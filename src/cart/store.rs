//! Cart store
//!
//! Couples a [`Cart`] with a persisted snapshot mirror. The in-memory cart
//! is authoritative; every mutation that changes state rewrites the whole
//! snapshot. There is exactly one writer per backing store, so no locking
//! is involved.

use std::{
    fs, io,
    path::{Path, PathBuf},
};

use rusty_money::iso::Currency;
use thiserror::Error;
use tracing::{debug, warn};

use crate::{
    cart::{Cart, CartError, CartMutation, snapshot::CartSnapshot},
    lines::{CartLine, EntryId},
    pricing::{Pricing, Totals, TotalsError},
    promos::{PromoBook, PromoError},
};

/// Errors surfaced by [`CartStore`] operations.
#[derive(Debug, Error)]
pub enum StoreError {
    /// A mutation was rejected by the cart itself.
    #[error(transparent)]
    Cart(#[from] CartError),

    /// The snapshot could not be serialized.
    #[error(transparent)]
    Encode(#[from] serde_json::Error),

    /// The backing store failed to read or write.
    #[error(transparent)]
    Io(#[from] io::Error),
}

/// The local key-value seam: one logical key holding one snapshot string.
pub trait SnapshotStore {
    /// Read the stored snapshot, if any.
    ///
    /// # Errors
    ///
    /// Returns a [`StoreError`] if the backing store failed to read.
    fn read(&self) -> Result<Option<String>, StoreError>;

    /// Overwrite the stored snapshot entirely.
    ///
    /// # Errors
    ///
    /// Returns a [`StoreError`] if the backing store failed to write.
    fn write(&mut self, snapshot: &str) -> Result<(), StoreError>;
}

/// In-memory snapshot store for tests and ephemeral sessions.
#[derive(Debug, Default)]
pub struct MemoryStore {
    slot: Option<String>,
}

impl MemoryStore {
    /// Create an empty store.
    #[must_use]
    pub fn new() -> Self {
        MemoryStore::default()
    }

    /// Create a store pre-seeded with a snapshot string.
    #[must_use]
    pub fn with_snapshot(snapshot: impl Into<String>) -> Self {
        MemoryStore {
            slot: Some(snapshot.into()),
        }
    }
}

impl SnapshotStore for MemoryStore {
    fn read(&self) -> Result<Option<String>, StoreError> {
        Ok(self.slot.clone())
    }

    fn write(&mut self, snapshot: &str) -> Result<(), StoreError> {
        self.slot = Some(snapshot.to_string());

        Ok(())
    }
}

/// File-backed snapshot store: one JSON file, rewritten whole on every
/// persist.
#[derive(Debug)]
pub struct JsonFileStore {
    path: PathBuf,
}

impl JsonFileStore {
    /// Create a store backed by the given file path.
    pub fn new(path: impl Into<PathBuf>) -> Self {
        JsonFileStore { path: path.into() }
    }

    /// The backing file path.
    #[must_use]
    pub fn path(&self) -> &Path {
        &self.path
    }
}

impl SnapshotStore for JsonFileStore {
    fn read(&self) -> Result<Option<String>, StoreError> {
        match fs::read_to_string(&self.path) {
            Ok(contents) => Ok(Some(contents)),
            Err(err) if err.kind() == io::ErrorKind::NotFound => Ok(None),
            Err(err) => Err(StoreError::Io(err)),
        }
    }

    fn write(&mut self, snapshot: &str) -> Result<(), StoreError> {
        fs::write(&self.path, snapshot)?;

        Ok(())
    }
}

/// A [`Cart`] kept in sync with a [`SnapshotStore`].
#[derive(Debug)]
pub struct CartStore<S: SnapshotStore> {
    cart: Cart,
    store: S,
}

impl<S: SnapshotStore> CartStore<S> {
    /// Load a cart from the backing store.
    ///
    /// An absent, unreadable, malformed, wrong-version, or foreign-currency
    /// snapshot yields the empty cart; loading never fails. The worst case
    /// is a reset cart, which the user can rebuild.
    pub fn load(store: S, currency: &'static Currency) -> Self {
        let cart = match store.read() {
            Ok(Some(json)) => match CartSnapshot::decode(&json) {
                Ok(lines) => match Cart::with_lines(lines, currency) {
                    Ok(cart) => cart,
                    Err(err) => {
                        warn!(error = %err, "snapshot currency did not match cart; starting empty");
                        Cart::new(currency)
                    }
                },
                Err(err) => {
                    warn!(error = %err, "unusable cart snapshot; starting empty");
                    Cart::new(currency)
                }
            },
            Ok(None) => Cart::new(currency),
            Err(err) => {
                warn!(error = %err, "could not read cart snapshot; starting empty");
                Cart::new(currency)
            }
        };

        CartStore { cart, store }
    }

    /// The in-memory cart.
    #[must_use]
    pub fn cart(&self) -> &Cart {
        &self.cart
    }

    /// Add a line and persist.
    ///
    /// # Errors
    ///
    /// Returns a [`StoreError`] if the cart rejected the line or the
    /// snapshot write failed. On a write failure the in-memory cart keeps
    /// the mutation; the next successful persist writes it through.
    pub fn add_line(&mut self, line: CartLine) -> Result<CartMutation, StoreError> {
        let mutation = self.cart.add_line(line)?;

        self.persist_if_changed(mutation)?;

        Ok(mutation)
    }

    /// Replace a line's quantity and persist if anything changed.
    ///
    /// # Errors
    ///
    /// Returns a [`StoreError`] if the snapshot write failed.
    pub fn update_quantity(
        &mut self,
        entry_id: &EntryId,
        quantity: u32,
    ) -> Result<CartMutation, StoreError> {
        let mutation = self.cart.update_quantity(entry_id, quantity);

        self.persist_if_changed(mutation)?;

        Ok(mutation)
    }

    /// Remove a line and persist if anything changed.
    ///
    /// # Errors
    ///
    /// Returns a [`StoreError`] if the snapshot write failed.
    pub fn remove_line(&mut self, entry_id: &EntryId) -> Result<CartMutation, StoreError> {
        let mutation = self.cart.remove_line(entry_id);

        self.persist_if_changed(mutation)?;

        Ok(mutation)
    }

    /// Clear the cart and persist if anything changed.
    ///
    /// # Errors
    ///
    /// Returns a [`StoreError`] if the snapshot write failed.
    pub fn clear(&mut self) -> Result<CartMutation, StoreError> {
        let mutation = self.cart.clear();

        self.persist_if_changed(mutation)?;

        Ok(mutation)
    }

    /// Apply a promo code. Promos are session state and are not persisted.
    ///
    /// # Errors
    ///
    /// Returns [`PromoError::UnknownCode`] if the code is not in the book;
    /// the previously applied promo is left untouched.
    pub fn apply_promo(&mut self, code: &str, book: &PromoBook) -> Result<u8, PromoError> {
        self.cart.apply_promo(code, book)
    }

    /// Derive totals from the current cart state.
    ///
    /// # Errors
    ///
    /// Returns a [`TotalsError`] if an amount overflows minor units.
    pub fn totals(&self, pricing: &Pricing) -> Result<Totals, TotalsError> {
        self.cart.totals(pricing)
    }

    /// Serialize the current cart and overwrite the stored snapshot.
    ///
    /// # Errors
    ///
    /// Returns a [`StoreError`] if encoding or the write failed.
    pub fn persist(&mut self) -> Result<(), StoreError> {
        let json = CartSnapshot::capture(&self.cart).encode()?;

        self.store.write(&json)?;

        debug!(lines = self.cart.len(), "persisted cart snapshot");

        Ok(())
    }

    fn persist_if_changed(&mut self, mutation: CartMutation) -> Result<(), StoreError> {
        if mutation.changed() {
            self.persist()?;
        }

        Ok(())
    }
}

» Problem to work on
For this exercise, please output exactly the lines above starting at the line with "The in-memory cart." and ending at the line with "let mutation = self.cart.remove_line(entry_id);", ends included.

» Result
    /// The in-memory cart.
    #[must_use]
    pub fn cart(&self) -> &Cart {
        &self.cart
    }

    /// Add a line and persist.
    ///
    /// # Errors
    ///
    /// Returns a [`StoreError`] if the cart rejected the line or the
    /// snapshot write failed. On a write failure the in-memory cart keeps
    /// the mutation; the next successful persist writes it through.
    pub fn add_line(&mut self, line: CartLine) -> Result<CartMutation, StoreError> {
        let mutation = self.cart.add_line(line)?;

        self.persist_if_changed(mutation)?;

        Ok(mutation)
    }

    /// Replace a line's quantity and persist if anything changed.
    ///
    /// # Errors
    ///
    /// Returns a [`StoreError`] if the snapshot write failed.
    pub fn update_quantity(
        &mut self,
        entry_id: &EntryId,
        quantity: u32,
    ) -> Result<CartMutation, StoreError> {
        let mutation = self.cart.update_quantity(entry_id, quantity);

        self.persist_if_changed(mutation)?;

        Ok(mutation)
    }

    /// Remove a line and persist if anything changed.
    ///
    /// # Errors
    ///
    /// Returns a [`StoreError`] if the snapshot write failed.
    pub fn remove_line(&mut self, entry_id: &EntryId) -> Result<CartMutation, StoreError> {
        let mutation = self.cart.remove_line(entry_id);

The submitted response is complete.